Le cinque opere esposte nella prima mostra di Hardy Hill a Los Angeles pulsano con inquietante febbre, forza, familiarità e fresco terrore. Sono chiare, schematiche e ingannevoli. Hill inizia ogni immagine con un linguaggio, una frase demotica (per esempio, “due figure camminano a braccetto, è impossibile dire chi è ferito” o “figure disposte nella paura, un terzo entra?”) che cerca di articolare una relazione interna e non ci riesce, o ci riesce, in modo improprio. Da queste frasi sviluppa i suoi disegni; come un ragno che lancia un filo di lana, Hill passa dalla particolarità del linguaggio alla particolarità dell’immagine, senza usare riferimenti visivi – né modelli né fotografie – per aiutare il suo transfert. Da questi disegni, a sua volta, Hardy produce stampe usando lastre di rame (calcografia) o pietre litografiche, spesso combinando entrambi i metodi in una sola opera. La procedura in gioco non è quella della riproduzione ma della traduzione, in cui ogni trasmissione introduce nuovi solecismi di significato e identità. Le opere sono create dal nulla, dal nulla, e sono terribilmente singolari. Così come la preghiera passa dalla pagina alla parola allo spirito, ogni disegno passa attraverso se stesso e oltre. Vorrei dire preliminarmente che questi disegni hanno a che fare con la specificità della non-identità e il vuoto dell’oggettualità, ma so che mi sbaglierò man mano che si allontanano da ciò che sono. Bataille ci dice che “il mondo è puramente parodico, cioè che ogni cosa vista è la parodia di un’altra, o è la stessa cosa in una forma ingannevole”. Lacan avanza, poi si ritira, l’idea che l’inconscio sia un linguaggio, che la metafora e la metonimia siano le strutture di tutto il pensiero. Il che non è solo per dire che, anche se le opere in mostra ci appaiono nell’abitudine del visivo, la loro scaf-folda primaria e la loro natura è linguistica; è anche per proporre che ciò che la pratica di Hill più fondamentale tradisce è che tutte le forme, i concetti e le cose in sé sono costituite lungo un asse interno di discordia.
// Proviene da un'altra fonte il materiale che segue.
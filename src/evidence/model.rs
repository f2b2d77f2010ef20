//! The evidence envelope's fixed-shape document model.

use std::collections::HashMap;

use chrono::{DateTime, Utc};
use serde::{Deserialize, Serialize};

/// A single boundary-compliance check: what paths were declared allowed,
/// what was actually touched, and whether the run stayed in bounds.
#[derive(Debug, Clone, Serialize, Deserialize)]
pub struct Boundary {
    pub allowed: Vec<String>,
    pub control: Vec<String>,
    pub forbidden: Vec<String>,
    pub touched: Vec<String>,
    pub out_of_boundary_paths: Vec<String>,
    pub compliance: Compliance,
}

impl Boundary {
    /// Derive `out_of_boundary_paths` and the compliance verdict from
    /// the declared prefixes and the observed touched paths.
    pub fn derive(
        allowed: Vec<String>,
        control: Vec<String>,
        forbidden: Vec<String>,
        touched: Vec<String>,
    ) -> Self {
        let in_bounds_prefixes: Vec<&String> = allowed.iter().chain(control.iter()).collect();
        let out_of_boundary: Vec<String> = touched
            .iter()
            .filter(|path| {
                let is_forbidden = forbidden.iter().any(|f| path.starts_with(f.as_str()));
                let is_allowed = in_bounds_prefixes.iter().any(|p| path.starts_with(p.as_str()));
                is_forbidden || !is_allowed
            })
            .cloned()
            .collect();

        let compliance = if out_of_boundary.is_empty() {
            Compliance {
                ok: true,
                reason: String::new(),
            }
        } else {
            Compliance {
                ok: false,
                reason: format!(
                    "{} touched path(s) fall outside the declared boundary",
                    out_of_boundary.len()
                ),
            }
        };

        Self {
            allowed,
            control,
            forbidden,
            touched,
            out_of_boundary_paths: out_of_boundary,
            compliance,
        }
    }
}

#[derive(Debug, Clone, Serialize, Deserialize)]
pub struct Compliance {
    pub ok: bool,
    pub reason: String,
}

#[derive(Debug, Clone, Serialize, Deserialize)]
pub struct ContextSource {
    #[serde(rename = "type")]
    pub source_type: String,
    pub path: String,
    pub sha256: String,
}

#[derive(Debug, Clone, Serialize, Deserialize)]
pub struct Provenance {
    pub run_id: String,
    pub orchestrator: String,
    pub runtime: String,
    pub model: String,
    pub phase: String,
    pub role: String,
    pub captured_at: DateTime<Utc>,
    pub source_issue_id: String,
    pub artifact_id: String,
    pub contract_version: String,
    pub hash_algorithm: String,
    pub sequence: u64,
    pub payload_digest: String,
    #[serde(default)]
    pub hash: String,
    pub hash_prev: Option<String>,
    pub prompt_hash: Option<String>,
    pub context_sources: Vec<ContextSource>,
}

#[derive(Debug, Clone, Serialize, Deserialize)]
pub struct Trace {
    pub issue_ids: Vec<String>,
    pub branch: String,
    pub commits: Vec<String>,
    pub pr_url: Option<String>,
}

#[derive(Debug, Clone, Serialize, Deserialize)]
pub struct TraceValidation {
    pub phases_seen: Vec<String>,
    pub warnings: Vec<String>,
}

/// The nine required sections plus the optional trace-validation block.
#[derive(Debug, Clone, Serialize, Deserialize)]
pub struct EvidenceEnvelope {
    pub intent: serde_json::Value,
    pub plan: serde_json::Value,
    pub execution: serde_json::Value,
    pub verification: serde_json::Value,
    pub review: serde_json::Value,
    pub risk_notes: serde_json::Value,
    pub boundary: Boundary,
    pub provenance: Provenance,
    pub trace: Trace,
    #[serde(skip_serializing_if = "Option::is_none")]
    pub trace_validation: Option<TraceValidation>,
}

/// in-toto subject: a named artifact and its digest.
#[derive(Debug, Clone, Serialize, Deserialize)]
pub struct Subject {
    pub name: String,
    pub digest: HashMap<String, String>,
}

pub const STATEMENT_TYPE: &str = "https://in-toto.io/Statement/v0.1";
pub const PREDICATE_TYPE: &str = "https://sdp.dev/attestation/coding-workflow/v1";

/// in-toto statement wrapping an envelope as the predicate.
#[derive(Debug, Clone, Serialize, Deserialize)]
pub struct Statement {
    #[serde(rename = "_type")]
    pub type_: String,
    pub subject: Vec<Subject>,
    #[serde(rename = "predicateType")]
    pub predicate_type: String,
    pub predicate: EvidenceEnvelope,
}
Espandendo una frase come “3 figure in triangolo (1 con coltello, 2 senza)” in un disegno, il metodo di Hill non è quello di specificare un uomo particolare dall’insieme infinito di tutti gli uomini, ma rivela invece che “l’uomo” è qualcosa di non indeterminato ma in sostanza indeterminato, inquieto. Le figure nelle scene non adempiono a ruoli archetipici o allegorici, si rifiutano di diventare modelli di qualcosa di diverso da loro stessi, con cui non riescono a identificarsi pienamente. Ma queste figure sono salvate dal vuoto esaltato del simbolico, o dell’anti-simbolico, dalla loro ipseità ostinata, dalla loro confusione e ansia, dagli errori di formazione dei genitali necessari. Siedono in una perfida disabitazione costretta e sostenuta dall’infrastruttura domestica, informalmente messa in scena: un letto sfatto, una cinepresa armata come un serpente, uno zoccolo oltre una tenda tirata, le travi vuote di un soffitto a volta, una presa di corrente. Tutto questo per dire che i disegni non solo non sono mai quello che sembrano, ma nemmeno quello che sono – una deiscenza concettuale tra quello che una cosa è e quello che dice di essere.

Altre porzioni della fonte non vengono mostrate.